WASHINGTON, July 16: A senior Pentagon official said on Monday he was unsure if a US gunship blamed by Afghans for dozens of deaths at a wedding party had been under direct hostile fire as US military officials previously said.
The July 1 incident in central Uruzgan province strained relations between Kabul and Washington. Afghans said civilians were gunned down in the midst of a wedding celebration in which it was customary to shoot guns in the air, while US military officials said the AC-130 gunship had been responding to hostile fire from the ground.
The Afghan government says 48 people were killed and 117 wounded in the incident in the village of Des Rawud, which is in the home province of Taliban leader Mullah Omar, who has not been captured.

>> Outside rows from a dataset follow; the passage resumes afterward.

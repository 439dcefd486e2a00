/// User model and role hierarchy
///
/// # Schema
///
/// ```sql
/// CREATE TYPE user_role AS ENUM ('employee', 'manager', 'admin');
///
/// CREATE TABLE users (
///     id UUID PRIMARY KEY DEFAULT gen_random_uuid(),
///     email VARCHAR(255) NOT NULL,
///     password_hash VARCHAR(255) NOT NULL,
///     first_name VARCHAR(100) NOT NULL,
///     last_name VARCHAR(100) NOT NULL,
///     phone_number VARCHAR(20),
///     role user_role NOT NULL DEFAULT 'employee',
///     created_by UUID REFERENCES users(id),
///     team_id UUID REFERENCES teams(id),
///     refresh_token TEXT,
///     refresh_expires_at TIMESTAMPTZ,
///     created_at TIMESTAMPTZ NOT NULL DEFAULT NOW(),
///     updated_at TIMESTAMPTZ NOT NULL DEFAULT NOW(),
///     deleted_at TIMESTAMPTZ
/// );
/// ```
///
/// `User` deliberately does not implement `Serialize`: anything leaving the
/// process goes through [`PublicUser`], which has no password hash or
/// refresh token material.

use chrono::{DateTime, Utc};
use serde::{Deserialize, Serialize};
use uuid::Uuid;

/// Organisation roles
///
/// Hierarchy: Admin > Manager > Employee. A role never sees roles above it.
#[derive(Debug, Clone, Copy, Default, PartialEq, Eq, Hash, Serialize, Deserialize, sqlx::Type)]
#[sqlx(type_name = "user_role", rename_all = "lowercase")]
#[serde(rename_all = "lowercase")]
pub enum Role {
    /// Belongs to at most one team, read-only access
    #[default]
    Employee,

    /// Linked to zero or more teams, read-only access to them
    Manager,

    /// Full control over users and teams
    Admin,
}

impl Role {
    /// Converts role to string for display
    pub fn as_str(&self) -> &'static str {
        match self {
            Role::Employee => "employee",
            Role::Manager => "manager",
            Role::Admin => "admin",
        }
    }

    /// Parses a role from its lowercase name
    pub fn parse(s: &str) -> Option<Self> {
        match s {
            "employee" => Some(Role::Employee),
            "manager" => Some(Role::Manager),
            "admin" => Some(Role::Admin),
            _ => None,
        }
    }

    /// Returns numeric level for hierarchy comparisons
    pub fn level(&self) -> u8 {
        match self {
            Role::Admin => 3,
            Role::Manager => 2,
            Role::Employee => 1,
        }
    }

    /// Whether this role may be granted only by an admin creator
    pub fn requires_admin_creator(&self) -> bool {
        matches!(self, Role::Admin | Role::Manager)
    }
}

impl std::fmt::Display for Role {
    fn fmt(&self, f: &mut std::fmt::Formatter<'_>) -> std::fmt::Result {
        f.write_str(self.as_str())
    }
}

/// Stored user account
#[derive(Debug, Clone, sqlx::FromRow)]
pub struct User {
    /// Unique user ID (UUID v4)
    pub id: Uuid,

    /// Email address, unique among live users
    pub email: String,

    /// Argon2id password hash
    pub password_hash: String,

    pub first_name: String,

    pub last_name: String,

    pub phone_number: Option<String>,

    pub role: Role,

    /// Admin who created this account (weak back-reference)
    pub created_by: Option<Uuid>,

    /// The single team of an employee
    pub team_id: Option<Uuid>,

    /// Current refresh token, overwritten on every login and refresh
    pub refresh_token: Option<String>,

    pub refresh_expires_at: Option<DateTime<Utc>>,

    pub created_at: DateTime<Utc>,

    pub updated_at: DateTime<Utc>,

    /// Tombstone; soft-deleted users are excluded from every query
    pub deleted_at: Option<DateTime<Utc>>,
}

impl User {
    pub fn is_admin(&self) -> bool {
        self.role == Role::Admin
    }

    /// Checks the stored refresh token against a presented one
    ///
    /// Returns false when no token is stored, when the tokens differ, or
    /// when the stored token has expired.
    pub fn refresh_token_matches(&self, token: &str, now: DateTime<Utc>) -> bool {
        match (&self.refresh_token, self.refresh_expires_at) {
            (Some(stored), Some(expires_at)) => {
                !stored.is_empty() && stored.as_bytes() == token.as_bytes() && now < expires_at
            }
            _ => false,
        }
    }
}

/// Outward projection of a user (no credentials)
#[derive(Debug, Clone, PartialEq, Serialize, Deserialize)]
pub struct PublicUser {
    pub id: Uuid,
    pub email: String,
    pub first_name: String,
    pub last_name: String,
    pub phone_number: Option<String>,
    pub role: Role,
    pub team_id: Option<Uuid>,
    pub created_by: Option<Uuid>,
    pub created_at: DateTime<Utc>,
}

impl From<&User> for PublicUser {
    fn from(user: &User) -> Self {
        Self {
            id: user.id,
            email: user.email.clone(),
            first_name: user.first_name.clone(),
            last_name: user.last_name.clone(),
            phone_number: user.phone_number.clone(),
            role: user.role,
            team_id: user.team_id,
            created_by: user.created_by,
            created_at: user.created_at,
        }
    }
}

impl From<User> for PublicUser {
    fn from(user: User) -> Self {
        PublicUser::from(&user)
    }
}

/// Input for creating a new user
#[derive(Debug, Clone)]
pub struct CreateUser {
    pub email: String,

    /// Argon2id password hash (NOT plaintext password!)
    pub password_hash: String,

    pub first_name: String,
    pub last_name: String,
    pub phone_number: Option<String>,
    pub role: Role,
    pub created_by: Option<Uuid>,
    pub team_id: Option<Uuid>,
}

/// Input for updating an existing user
///
/// All fields are optional. Only non-None fields will be updated.
#[derive(Debug, Clone, Default)]
pub struct UpdateUser {
    pub email: Option<String>,

    pub password_hash: Option<String>,

    pub first_name: Option<String>,

    pub last_name: Option<String>,

    /// New phone number (use Some(None) to clear)
    pub phone_number: Option<Option<String>>,

    pub role: Option<Role>,

    /// New team (use Some(None) to clear)
    pub team_id: Option<Option<Uuid>>,
}

impl UpdateUser {
    pub fn is_empty(&self) -> bool {
        self.email.is_none()
            && self.password_hash.is_none()
            && self.first_name.is_none()
            && self.last_name.is_none()
            && self.phone_number.is_none()
            && self.role.is_none()
            && self.team_id.is_none()
    }
}

#[cfg(test)]
pub(crate) fn sample_user(role: Role, team_id: Option<Uuid>) -> User {
    let now = Utc::now();
    User {
        id: Uuid::new_v4(),
        email: format!("{}@example.com", Uuid::new_v4()),
        password_hash: "hash".to_string(),
        first_name: "Test".to_string(),
        last_name: "User".to_string(),
        phone_number: None,
        role,
        created_by: None,
        team_id,
        refresh_token: None,
        refresh_expires_at: None,
        created_at: now,
        updated_at: now,
        deleted_at: None,
    }
}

“I can’t say unequivocally that the AC-130 was fired on. That will come out, hopefully, in the investigation,” Air Force Brig. Gen. John Rosa, a deputy director at the Joint Staff, said at the regular Pentagon media briefing.
“I have seen nothing to say the aircraft was fired on. I don’t know that. It could well have been,” Rosa said.
“There was definitely ground fire, our troops were fired on,” Rosa said. “There was firing in the air. People witnessed that,” he said.
But whether it was directed at the AC-130, “I can’t tell you that. I don’t know if it was or not. But there were definitely two types of fire,” Rosa said.
US Air Force Brig. Gen. Anthony Przybyslawski arrived recently in Afghanistan to lead a team of 11 experts investigating the incident.
Pentagon spokeswoman Victoria Clarke said the investigation would provide more information on what happened there.
“There’s a lot of solid information that we don’t have at this time, so I think we have to let the investigation do what it’s suppose to do, which is get those sorts of answers,” she told reporters.
Clarke said the military had been coordinating its operations in Afghanistan with Afghan officials. “We have coordinated very, very closely with the Afghan people, with the regional leaders since last fall and we will continue to do so going forward,” she said.
Deputy Defense Secretary Paul Wolfowitz, visiting Afghanistan on Monday, said US forces would try to avoid civilian casualties but there could be no absolute guarantees.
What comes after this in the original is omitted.